The strangest mystery in George Washington’s life was his relationship with his mother, Mary Ball Washington. George may have been “first in the hearts of his countrymen” but not in the eyes of his mother. She never extolled or even acknowledged his public triumphs. In fact, Mary Ball publicly denigrated her son George as being unqualified to serve as military leader, as well as President of the new nation. She did not attend his Presidential inauguration. Historian Margaret Bassett severely characterized Mary Ball as “a woman of small intelligence and great complaints (who) gave her son George a hard time all her long life.” George kept whatever emotional feelings he may have had for his mother “bottled up.” Augustine was a widower with three children when he married Mary Ball.

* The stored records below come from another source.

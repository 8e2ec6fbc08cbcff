//! In-memory complaint store

use super::{check_insertable, ComplaintRepository, RepositoryError};
use crate::lifecycle::apply_change;
use crate::models::{Complaint, ComplaintId, StatusChange};
use async_trait::async_trait;
use chrono::Utc;
use std::collections::HashMap;
use tokio::sync::RwLock;

#[derive(Default)]
struct Store {
    complaints: HashMap<ComplaintId, Complaint>,
    order: Vec<ComplaintId>,
}

#[derive(Default)]
pub struct MemoryRepository {
    store: RwLock<Store>,
}

impl MemoryRepository {
    pub fn new() -> Self {
        Self::default()
    }

    #[cfg(test)]
    pub async fn len(&self) -> usize {
        self.store.read().await.order.len()
    }
}

#[async_trait]
impl ComplaintRepository for MemoryRepository {
    async fn find(&self, id: &ComplaintId) -> Result<Option<Complaint>, RepositoryError> {
        Ok(self.store.read().await.complaints.get(id).cloned())
    }

    async fn insert(&self, complaint: Complaint) -> Result<ComplaintId, RepositoryError> {
        check_insertable(&complaint)?;

        let mut store = self.store.write().await;
        if store.complaints.contains_key(&complaint.id) {
            return Err(RepositoryError::DuplicateId(complaint.id));
        }

        let id = complaint.id.clone();
        store.order.push(id.clone());
        store.complaints.insert(id.clone(), complaint);
        Ok(id)
    }

    async fn append_update(
        &self,
        id: &ComplaintId,
        change: StatusChange,
    ) -> Result<Complaint, RepositoryError> {
        // The write guard is held across validation and append
        let mut store = self.store.write().await;
        let complaint = store
            .complaints
            .get_mut(id)
            .ok_or_else(|| RepositoryError::NotFound(id.clone()))?;

        // Work on a copy so a rejected change leaves no trace
        let mut updated = complaint.clone();
        apply_change(&mut updated, change, Utc::now())?;
        *complaint = updated.clone();

        Ok(updated)
    }

    async fn list(&self) -> Result<Vec<Complaint>, RepositoryError> {
        let store = self.store.read().await;
        Ok(store
            .order
            .iter()
            .filter_map(|id| store.complaints.get(id).cloned())
            .collect())
    }
}

#[cfg(test)]
mod tests {
    use super::*;
    use crate::lifecycle::tests::sample_complaint;
    use crate::models::ComplaintStatus;
    use std::sync::Arc;
    use tokio_test::{assert_err, assert_ok};

    #[tokio::test]
    async fn test_insert_then_find() {
        let repo = MemoryRepository::new();
        let complaint = sample_complaint(1234);
        let id = assert_ok!(repo.insert(complaint.clone()).await);

        assert_eq!(id.as_str(), "CIV-001234");
        assert_eq!(repo.find(&id).await.unwrap(), Some(complaint));
    }

    #[tokio::test]
    async fn test_find_unknown_returns_none() {
        let repo = MemoryRepository::new();
        let id = ComplaintId::from_number(999_999);
        assert_eq!(repo.find(&id).await.unwrap(), None);
    }

    #[tokio::test]
    async fn test_duplicate_id_is_rejected() {
        let repo = MemoryRepository::new();
        assert_ok!(repo.insert(sample_complaint(7)).await);

        let result = repo.insert(sample_complaint(7)).await;
        assert!(matches!(result, Err(RepositoryError::DuplicateId(_))));
        assert_eq!(repo.len().await, 1);
    }

    #[tokio::test]
    async fn test_insert_rejects_record_without_history() {
        let repo = MemoryRepository::new();
        let mut complaint = sample_complaint(77);
        complaint.updates.clear();

        let result = repo.insert(complaint).await;
        assert!(matches!(result, Err(RepositoryError::MalformedRecord(_))));
        assert_eq!(repo.len().await, 0);
        assert_eq!(repo.find(&ComplaintId::from_number(77)).await.unwrap(), None);
    }

    #[tokio::test]
    async fn test_insert_rejects_status_out_of_step_with_history() {
        let repo = MemoryRepository::new();
        let mut complaint = sample_complaint(78);
        complaint.status = ComplaintStatus::Resolved;

        assert_err!(repo.insert(complaint).await);
        assert_eq!(repo.len().await, 0);
    }

    #[tokio::test]
    async fn test_list_keeps_insertion_order() {
        let repo = MemoryRepository::new();
        for n in [30, 10, 20] {
            repo.insert(sample_complaint(n)).await.unwrap();
        }
        let ids: Vec<_> = repo
            .list()
            .await
            .unwrap()
            .into_iter()
            .map(|c| c.id.to_string())
            .collect();
        assert_eq!(ids, vec!["CIV-000030", "CIV-000010", "CIV-000020"]);
    }

    #[tokio::test]
    async fn test_append_update_unknown_id() {
        let repo = MemoryRepository::new();
        let result = repo
            .append_update(
                &ComplaintId::from_number(1),
                StatusChange::new(ComplaintStatus::Assigned, "x", "Admin"),
            )
            .await;
        assert!(matches!(result, Err(RepositoryError::NotFound(_))));
    }

    #[tokio::test]
    async fn test_append_update_rejects_invalid_transition_without_mutation() {
        let repo = MemoryRepository::new();
        let id = repo.insert(sample_complaint(1)).await.unwrap();

        let result = repo
            .append_update(
                &id,
                StatusChange::new(ComplaintStatus::Resolved, "skip ahead", "Admin"),
            )
            .await;
        assert_err!(&result);
        assert!(matches!(result, Err(RepositoryError::InvalidTransition(_))));

        let stored = repo.find(&id).await.unwrap().unwrap();
        assert_eq!(stored.updates.len(), 1);
        assert_eq!(stored.status, ComplaintStatus::Submitted);
    }

    #[tokio::test]
    async fn test_append_update_forward_path() {
        let repo = MemoryRepository::new();
        let id = repo.insert(sample_complaint(1)).await.unwrap();

        for status in [
            ComplaintStatus::Assigned,
            ComplaintStatus::InProgress,
            ComplaintStatus::Resolved,
        ] {
            let updated = repo
                .append_update(&id, StatusChange::new(status, "next", "Admin"))
                .await
                .unwrap();
            assert_eq!(updated.status, status);
        }

        let result = repo
            .append_update(
                &id,
                StatusChange::new(ComplaintStatus::Assigned, "reopen", "Admin"),
            )
            .await;
        assert!(matches!(result, Err(RepositoryError::InvalidTransition(_))));
    }

    #[tokio::test(flavor = "multi_thread", worker_threads = 4)]
    async fn test_concurrent_appends_serialize() {
        let repo = Arc::new(MemoryRepository::new());
        let id = repo.insert(sample_complaint(1)).await.unwrap();
        repo.append_update(&id, StatusChange::new(ComplaintStatus::Assigned, "a", "Admin"))
            .await
            .unwrap();
        repo.append_update(&id, StatusChange::new(ComplaintStatus::InProgress, "b", "Admin"))
            .await
            .unwrap();

        let mut handles = Vec::new();
        for n in 0..32 {
            let repo = Arc::clone(&repo);
            let id = id.clone();
            handles.push(tokio::spawn(async move {
                let status = if n == 16 {
                    ComplaintStatus::Resolved
                } else {
                    ComplaintStatus::Update
                };
                repo.append_update(&id, StatusChange::new(status, format!("note {}", n), "Crew"))
                    .await
            }));
        }

        let mut accepted = 0;
        for handle in handles {
            if handle.await.unwrap().is_ok() {
                accepted += 1;
            }
        }

        let stored = repo.find(&id).await.unwrap().unwrap();
        assert_eq!(stored.updates.len(), 3 + accepted);
        assert!(stored
            .updates
            .windows(2)
            .all(|w| w[0].timestamp < w[1].timestamp));
        assert_eq!(stored.status, stored.updates.last().unwrap().status);
        assert_eq!(stored.status, ComplaintStatus::Resolved);
        assert_eq!(
            stored
                .updates
                .iter()
                .filter(|u| u.status == ComplaintStatus::Resolved)
                .count(),
            1
        );
        assert!(crate::ledger::verify(&stored));
    }
}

They had five children in quick succession. At Augustine’s sudden death in 1743, Mary Ball was left with an estate that included 10,000 acres and 49 slaves. She apparently raised the children with an iron will and tolerated no disobedience. Things might have been different had his father Augustine not died when George was only eleven. At 15, George, the oldest of her children, wanted a career in the navy but Mary Ball forbid it. When George was 21, Mary Ball refused to turn over to her son the farm which had been willed to him by his father. She compounded the problem by badly mismanaging his property. The family problem was averted when George inherited from his half-brother a superb site known as Mount Vernon, on which George built his home. Thereafter, George married Martha, who “created for George what he had yearned for since he was a little child.” George was a loving and devoted husband to Martha.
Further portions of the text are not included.